Further research among Saudi adolescents highlighted categorical variance that played a pertinent role in levels of childhood obesity. Amin et al. (2008) determined through quantitative research that male Saudi children with less educated parents and more working mothers were increasingly prone to obesity and overweight. In fact, such research is directly correlated with the work of Al-Subaie (2000) in which mother’s education acted as a singular influence on Saudi females’ dietary habits formation. In a study by Al-Saeed et al. (2007) research amongst Saudi female students determined that parental working patterns were positively correlated to the incidence of childhood obesity. From this perspective, those children whose parents were actively working in private jobs were more likely to become obese. These specific demographic variables and their influence on Saudi obesity are essential to predicting incidence and moderating the increasing prevalence of this disease.

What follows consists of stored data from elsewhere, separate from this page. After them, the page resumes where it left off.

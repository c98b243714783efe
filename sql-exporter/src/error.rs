//! Application-wide error types.

use scrape_core::ScrapeError;
use thiserror::Error;

/// Application-wide result type.
pub type Result<T> = std::result::Result<T, Error>;

/// Application-wide error type.
#[derive(Error, Debug)]
pub enum Error {
    #[error("Database error: {0}")]
    DatabaseSqlx(#[from] sqlx::Error),

    #[error("Scrape error: {0}")]
    Scrape(#[from] ScrapeError),

    #[error("Configuration error: {0}")]
    Configuration(String),

    #[error("IO error: {0}")]
    Io(#[from] std::io::Error),

    #[error("API error: {0}")]
    ApiError(String),

    #[error("{0}")]
    Other(String),
}

impl Error {
    pub fn config(msg: impl Into<String>) -> Self {
        Self::Configuration(msg.into())
    }
}
//! Logging setup.
//!
//! Console output always; a daily-rolling file log when a directory is
//! configured. Timestamps use the local timezone.

use std::path::PathBuf;

use chrono::Local;
use tracing_appender::non_blocking::WorkerGuard;
use tracing_subscriber::{
    EnvFilter, Layer,
    fmt::{self, format::Writer, time::FormatTime},
    layer::SubscriberExt,
    util::SubscriberInitExt,
};

/// Default log filter directive.
pub const DEFAULT_LOG_FILTER: &str = "sql_exporter=info,scrape_core=info,sqlx=warn";

/// Log file prefix inside the log directory.
const LOG_FILE_PREFIX: &str = "sql-exporter.log";

/// Timer formatting timestamps in the server's local timezone.
#[derive(Debug, Clone, Copy)]
struct LocalTimer;

impl FormatTime for LocalTimer {
    fn format_time(&self, w: &mut Writer<'_>) -> std::fmt::Result {
        let now = Local::now();
        write!(w, "{}", now.format("%Y-%m-%dT%H:%M:%S%.3f%:z"))
    }
}

/// Initialize the global subscriber.
///
/// `RUST_LOG` overrides [`DEFAULT_LOG_FILTER`]. When `log_dir` is set the
/// returned guard must be kept alive for the process lifetime, otherwise
/// buffered file output is lost.
pub fn init_logging(log_dir: Option<&str>) -> crate::Result<Option<WorkerGuard>> {
    let filter =
        EnvFilter::try_from_default_env().unwrap_or_else(|_| EnvFilter::new(DEFAULT_LOG_FILTER));

    let (file_layer, guard) = match log_dir {
        Some(dir) => {
            let log_path = PathBuf::from(dir);
            std::fs::create_dir_all(&log_path)?;

            let file_appender = tracing_appender::rolling::daily(&log_path, LOG_FILE_PREFIX);
            let (non_blocking, guard) = tracing_appender::non_blocking(file_appender);
            let layer = fmt::layer()
                .with_writer(non_blocking)
                .with_ansi(false)
                .with_timer(LocalTimer)
                .boxed();
            (Some(layer), Some(guard))
        }
        None => (None, None),
    };

    tracing_subscriber::registry()
        .with(filter)
        .with(fmt::layer().with_ansi(true).with_timer(LocalTimer))
        .with(file_layer)
        .try_init()
        .map_err(|e| {
            crate::Error::Other(format!("Failed to set global default subscriber: {}", e))
        })?;

    Ok(guard)
}
//! Scrape `information_schema.replica_host_status`.

use std::sync::Arc;

use async_trait::async_trait;
use tokio_util::sync::CancellationToken;

use crate::database::Database;
use crate::descriptor::{Descriptor, DescriptorRegistry, INFORMATION_SCHEMA};
use crate::error::Result;
use crate::pipeline;
use crate::point::MetricPoint;
use crate::row::Row;
use crate::scraper::{QueryScraper, Scraper};
use crate::sink::MetricSink;

const AURORA_HOST_STATUS_QUERY: &str = r#"
		select
		  server_id,
		  cpu,
		  replica_lag_in_milliseconds as replica_lag
		from information_schema.replica_host_status
		where server_id = @@aurora_server_id
		"#;

/// CPU usage and replica lag of the Aurora instance we are connected to.
pub struct AuroraHostStatus {
    cpu_usage: Arc<Descriptor>,
    replica_lag: Arc<Descriptor>,
}

impl AuroraHostStatus {
    pub fn new(descriptors: &mut DescriptorRegistry) -> Result<Self> {
        let cpu_usage = descriptors.define(
            INFORMATION_SCHEMA,
            "aurora_status_cpu_usage",
            "The cpu usage of aurora instance.",
            &["server_id"],
        )?;
        let replica_lag = descriptors.define(
            INFORMATION_SCHEMA,
            "aurora_status_replica_lag_ms",
            "The milliseconds of replica lag.",
            &["server_id"],
        )?;
        Ok(Self {
            cpu_usage,
            replica_lag,
        })
    }
}

#[async_trait]
impl Scraper for AuroraHostStatus {
    fn name(&self) -> &'static str {
        "info_schema.aurora_stats"
    }

    fn help(&self) -> &'static str {
        "Only works on aurora instance"
    }

    fn version(&self) -> f64 {
        5.6
    }

    async fn scrape(
        &self,
        cancel: &CancellationToken,
        db: &dyn Database,
        sink: &MetricSink,
    ) -> Result<()> {
        pipeline::execute(self, cancel, db, sink).await.map(|_| ())
    }
}

impl QueryScraper for AuroraHostStatus {
    fn query(&self) -> &'static str {
        AURORA_HOST_STATUS_QUERY
    }

    fn decode(&self, row: &Row, points: &mut Vec<MetricPoint>) -> Result<()> {
        let server_id: String = row.get(0)?;
        let cpu: f64 = row.get(1)?;
        let replica_lag: f64 = row.get(2)?;

        points.push(MetricPoint::gauge(&self.cpu_usage, cpu, [server_id.clone()]));
        points.push(MetricPoint::gauge(&self.replica_lag, replica_lag, [server_id]));
        Ok(())
    }
}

From an alternate perspective, geographic research further explores the variability of obesity amongst Saudi adolescents. Regional research by Al-Nuaim et al. (1996) and El-Hazmi and Warsy (2002) has demonstrated that the incidence of obesity is positively correlated to geographic location in Saudi Arabia. These studies highlight increased obesity in the Eastern Province while the Southern Province demonstrated a significant decrease in incidence. El-Hazmi and Warsy (2002) postulate that such discrepancies may be directly related to environmental or genetic factors, thereby illuminating unique traits of obesity that are specific to Saudi Arabia. Further geographic research conducted by Khalid (2008) demonstrated that children at higher altitudes in Saudi Arabia tend to be increasingly overweight which has been suggested to be related to lifestyle and exercise habits. Each of these analyses provides a foundation of necessity for further evaluation of geographic differentiation in obesity between rural and urban children in Saudi Arabia. Such evaluation could provide an undeniable link between exercise habits, diet, and income which allows regional officials to employ strategic preventative measures to reduce the incidence of obesity.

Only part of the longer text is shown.